Participating CES practitioners had a desire to learn from others and expressed the hope that, through participating in the assessment, their CES work would be acknowledged within their own organizations as relevant to fostering quality of care. The practitioners observed that CES often, yet not always, lacks a formal status within organizations, as well as a substantial budget and clear responsibilities and structure. As a consequence of participating in the responsive quality assessments, respondents perceived a number of improvements regarding CES in Dutch health care organizations: acknowledgement of the relevance of CES; CES practices being formalized; the development of new CES-related activities; and increased reflection on existing CES practices (Van Baarle et al. 2019). Participants were motivated to further professionalize CES services and emphasized the need for a learning community through the Dutch network for CES (NEON).
A limited numbers of CES participants focused in their assessment on the goals and quality of the content of particular CES activities (such as statements about the quality of ethics committee meetings or their policies, advice and letters, or statements about the quality of the MCD facilitator or the arguments within a moral case deliberation). CES practitioners seemed more focused on the implementation of CES, legitimization of its existence, gaining support from upper management and solidifying CES services in their health care organizations than to make concrete what exactly quality of CES at the content level of the CES activities entails.

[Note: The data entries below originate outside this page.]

use super::{InferenceBackend, InferenceOutput};
use ndarray::{Array, IxDyn};
use ort::{
    session::{Session, builder::GraphOptimizationLevel},
    value::TensorRef,
};
use schema::Metrics;
use std::path::Path;

#[derive(Debug, Clone, Copy)]
pub enum ExecutionProvider {
    Cpu,
    #[cfg(feature = "cuda")]
    Cuda,
}

impl Default for ExecutionProvider {
    fn default() -> Self {
        #[cfg(feature = "cuda")]
        return ExecutionProvider::Cuda;
        #[cfg(not(feature = "cuda"))]
        ExecutionProvider::Cpu
    }
}

pub struct OrtBackend {
    session: Session,
    name: String,
}

impl OrtBackend {
    pub fn load_model(path: &Path) -> anyhow::Result<Self> {
        Self::load_model_with_provider(path, ExecutionProvider::default())
    }

    pub fn load_model_with_provider(
        path: &Path,
        provider: ExecutionProvider,
    ) -> anyhow::Result<Self> {
        // Idempotent
        let _ = ort::init().commit();

        #[allow(unused_mut)]
        let mut builder = Session::builder()?
            .with_optimization_level(GraphOptimizationLevel::Level3)?
            .with_intra_threads(4)?;

        match provider {
            #[cfg(feature = "cuda")]
            ExecutionProvider::Cuda => {
                tracing::info!("Initializing ONNX Runtime with CUDA execution provider");
                builder = builder.with_execution_providers([
                    ort::execution_providers::CUDAExecutionProvider::default()
                        .with_device_id(0)
                        .build(),
                ])?;
            }
            ExecutionProvider::Cpu => {
                tracing::info!("Initializing ONNX Runtime with CPU execution provider");
            }
        }

        let session = builder.commit_from_file(path)?;
        let name = path
            .file_stem()
            .map(|stem| stem.to_string_lossy().into_owned())
            .unwrap_or_else(|| "onnx".to_string());

        tracing::info!(path = %path.display(), model = %name, "Model loaded");
        Ok(Self { session, name })
    }
}

impl InferenceBackend for OrtBackend {
    fn name(&self) -> &str {
        &self.name
    }

    fn infer(&mut self, input: &Array<f32, IxDyn>) -> anyhow::Result<InferenceOutput> {
        let outputs = self
            .session
            .run(ort::inputs![TensorRef::from_array_view(input.view())?])?;

        let scores = outputs[0].try_extract_array::<f32>()?.into_owned();

        Ok(InferenceOutput {
            scores,
            metrics: Metrics::new(),
        })
    }
}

This finding might be related to the fact that CES is still a relatively new field in the Netherlands. Elsewhere, we describe in more detail the challenges and learning experiences of this phase (Van Baarle et al. 2019).

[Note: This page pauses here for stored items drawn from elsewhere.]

use axum::Router;
use axum::body::{Body, to_bytes};
use axum::http::{Request, StatusCode};
use capture::{Frame, PixelFormat, encode};
use inference::{BackendLoader, InferenceBackend, ModelService, ServiceConfig, router};
use inference::backend::HeuristicBackend;
use preprocess::InputShape;
use schema::{DetectResponse, ErrorBody, HealthResponse, ModelsResponse};
use serde_json::{Value, json};
use std::path::Path;
use std::sync::Arc;
use std::time::Duration;
use tower::ServiceExt;

fn checkerboard(width: u32, height: u32) -> Frame {
    let mut pixels = Vec::with_capacity((width * height * 3) as usize);
    for y in 0..height {
        for x in 0..width {
            let v = if (x / 4 + y / 4) % 2 == 0 { 40 } else { 210 };
            pixels.extend_from_slice(&[v, v, v]);
        }
    }
    Frame::new(pixels, width, height, PixelFormat::Rgb8)
}

async fn loaded_app() -> Router {
    let service = ModelService::new(ServiceConfig::test_default());
    service.load_startup_model().await;
    router(Arc::new(service))
}

async fn send(app: &Router, method: &str, uri: &str, body: Option<Value>) -> (StatusCode, Vec<u8>) {
    let request = Request::builder()
        .method(method)
        .uri(uri)
        .header("content-type", "application/json")
        .body(match body {
            Some(v) => Body::from(v.to_string()),
            None => Body::empty(),
        })
        .unwrap();
    let response = app.clone().oneshot(request).await.unwrap();
    let status = response.status();
    let bytes = to_bytes(response.into_body(), usize::MAX).await.unwrap();
    (status, bytes.to_vec())
}

#[tokio::test]
async fn health_reports_loaded_heuristic() {
    let app = loaded_app().await;
    let (status, body) = send(&app, "GET", "/health", None).await;
    assert_eq!(status, StatusCode::OK);

    let health: HealthResponse = serde_json::from_slice(&body).unwrap();
    assert_eq!(health.status, "ok");
    assert!(health.model_loaded);
    assert_eq!(health.model_state, "loaded");
    let shape = health.input_shape.unwrap();
    assert_eq!((shape.width, shape.height, shape.channels), (32, 32, 3));
}

#[tokio::test]
async fn detect_returns_labelled_confidence() {
    let app = loaded_app().await;
    let payload = encode(&checkerboard(64, 48), 0.9).unwrap();

    let (status, body) = send(
        &app,
        "POST",
        "/detect-drowsiness",
        Some(json!({ "image": payload.to_data_url(), "timestamp": payload.timestamp_ms })),
    )
    .await;
    assert_eq!(status, StatusCode::OK);

    let resp: DetectResponse = serde_json::from_slice(&body).unwrap();
    assert!((0.0..=100.0).contains(&resp.confidence));
    let expected = schema::classify(resp.confidence).to_string();
    assert_eq!(resp.alertness.as_deref(), Some(expected.as_str()));
    assert_eq!(resp.model_used.as_deref(), Some("heuristic"));
    assert!(resp.metrics.unwrap().contains_key("brightness"));
}

#[tokio::test]
async fn identical_payloads_give_identical_results() {
    let app = loaded_app().await;
    let image = encode(&checkerboard(32, 32), 0.8).unwrap().to_data_url();
    let body = json!({ "image": image, "timestamp": 1 });

    let (_, first) = send(&app, "POST", "/detect-drowsiness", Some(body.clone())).await;
    let (_, second) = send(&app, "POST", "/detect-drowsiness", Some(body)).await;
    assert_eq!(first, second);
}

#[tokio::test]
async fn undecodable_image_is_bad_request() {
    let app = loaded_app().await;
    let (status, body) = send(
        &app,
        "POST",
        "/detect-drowsiness",
        Some(json!({ "image": "data:image/jpeg;base64,bm90IGFuIGltYWdl", "timestamp": 0 })),
    )
    .await;
    assert_eq!(status, StatusCode::BAD_REQUEST);
    let error: ErrorBody = serde_json::from_slice(&body).unwrap();
    assert!(!error.error.is_empty());
}

#[tokio::test]
async fn missing_fields_are_bad_request() {
    let app = loaded_app().await;
    let (status, _) = send(&app, "POST", "/detect-drowsiness", Some(json!({ "timestamp": 0 }))).await;
    assert_eq!(status, StatusCode::BAD_REQUEST);
}

#[tokio::test]
async fn detect_without_model_is_unavailable() {
    let app = router(Arc::new(ModelService::new(ServiceConfig::test_default())));
    let payload = encode(&checkerboard(16, 16), 0.8).unwrap();
    let (status, _) = send(
        &app,
        "POST",
        "/detect-drowsiness",
        Some(json!({ "image": payload.to_data_url(), "timestamp": 0 })),
    )
    .await;
    assert_eq!(status, StatusCode::SERVICE_UNAVAILABLE);
}

fn slow_loader(delay: Duration) -> BackendLoader {
    Arc::new(
        move |_path: &Path, _shape: InputShape| -> anyhow::Result<Box<dyn InferenceBackend>> {
            std::thread::sleep(delay);
            Ok(Box::new(HeuristicBackend))
        },
    )
}

#[tokio::test(flavor = "multi_thread", worker_threads = 2)]
async fn second_load_while_loading_conflicts() {
    let service = ModelService::with_loader(
        ServiceConfig::test_default(),
        slow_loader(Duration::from_millis(300)),
    );
    let app = router(Arc::new(service));

    let first = {
        let app = app.clone();
        tokio::spawn(async move {
            send(&app, "POST", "/load-model", Some(json!({ "path": "a.onnx" }))).await
        })
    };
    tokio::time::sleep(Duration::from_millis(50)).await;

    let (status, _) = send(&app, "POST", "/load-model", Some(json!({ "path": "b.onnx" }))).await;
    assert_eq!(status, StatusCode::CONFLICT);

    let (status, _) = send(&app, "GET", "/health", None).await;
    assert_eq!(status, StatusCode::OK);

    let (status, body) = first.await.unwrap();
    assert_eq!(status, StatusCode::OK);
    let health: HealthResponse = serde_json::from_slice(&body).unwrap();
    assert_eq!(health.model_path.as_deref(), Some("./models/a.onnx"));
}

#[tokio::test(flavor = "multi_thread", worker_threads = 2)]
async fn abandoned_load_still_leaves_loading() {
    let service = ModelService::with_loader(
        ServiceConfig::test_default(),
        slow_loader(Duration::from_millis(200)),
    );

    let abandoned = tokio::time::timeout(Duration::from_millis(20), service.load_model("a.onnx")).await;
    assert!(abandoned.is_err());
    assert_eq!(service.state().await.as_str(), "loading");

    tokio::time::sleep(Duration::from_millis(600)).await;
    let state = service.state().await;
    assert!(state.is_loaded(), "got {:?}", state);

    service.load_model("b.onnx").await.unwrap();
    assert_eq!(
        service.state().await.path().map(|p| p.display().to_string()).as_deref(),
        Some("./models/b.onnx")
    );
}

#[tokio::test]
async fn failed_load_is_unprocessable_and_recorded() {
    let failing: BackendLoader = Arc::new(
        |path: &Path, _shape: InputShape| -> anyhow::Result<Box<dyn InferenceBackend>> {
            anyhow::bail!("no such model {}", path.display())
        },
    );
    let app = router(Arc::new(ModelService::with_loader(
        ServiceConfig::test_default(),
        failing,
    )));

    let (status, _) = send(&app, "POST", "/load-model", Some(json!({ "path": "/tmp/x.onnx" }))).await;
    assert_eq!(status, StatusCode::UNPROCESSABLE_ENTITY);

    let (_, body) = send(&app, "GET", "/health", None).await;
    let health: HealthResponse = serde_json::from_slice(&body).unwrap();
    assert_eq!(health.model_state, "failed");
    assert!(!health.model_loaded);
}

#[tokio::test]
async fn models_lists_onnx_files_only() {
    let dir = std::env::temp_dir().join(format!("model-service-test-{}", std::process::id()));
    std::fs::create_dir_all(&dir).unwrap();
    std::fs::write(dir.join("b.onnx"), b"").unwrap();
    std::fs::write(dir.join("a.onnx"), b"").unwrap();
    std::fs::write(dir.join("notes.txt"), b"").unwrap();

    let mut config = ServiceConfig::test_default();
    config.models_dir = dir.clone();
    let app = router(Arc::new(ModelService::new(config)));

    let (status, body) = send(&app, "GET", "/models", None).await;
    assert_eq!(status, StatusCode::OK);
    let models: ModelsResponse = serde_json::from_slice(&body).unwrap();
    let names: Vec<_> = models.models.iter().map(|m| m.name.as_str()).collect();
    assert_eq!(names, ["a", "b"]);
    assert!(models.current.is_none());

    std::fs::remove_dir_all(&dir).unwrap();
}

In line with a responsive evaluation methodology, quality assessments by peers of CES practitioners were organized instead of experts assessing the field. Another finding relates to the functionality and usefulness of the CES quality characteristics. Although it was explicitly and repeatedly mentioned that the quality characteristics were not meant as an objective measurement but intended to inspire, some participants continued to interpret them as objectively prescribing “the right CES”, or as intimidating and even demotivating in the sense of “We can never live up to this full list of quality characteristics, why should we even start?”. To address this, we changed the tone of voice, and summarized and shortened the list of quality characteristics, emphasizing that the quality characteristics are meant as a heuristic instrument, stimulating a dialogue and refection on the quality of CES (Hartman et al. In Press).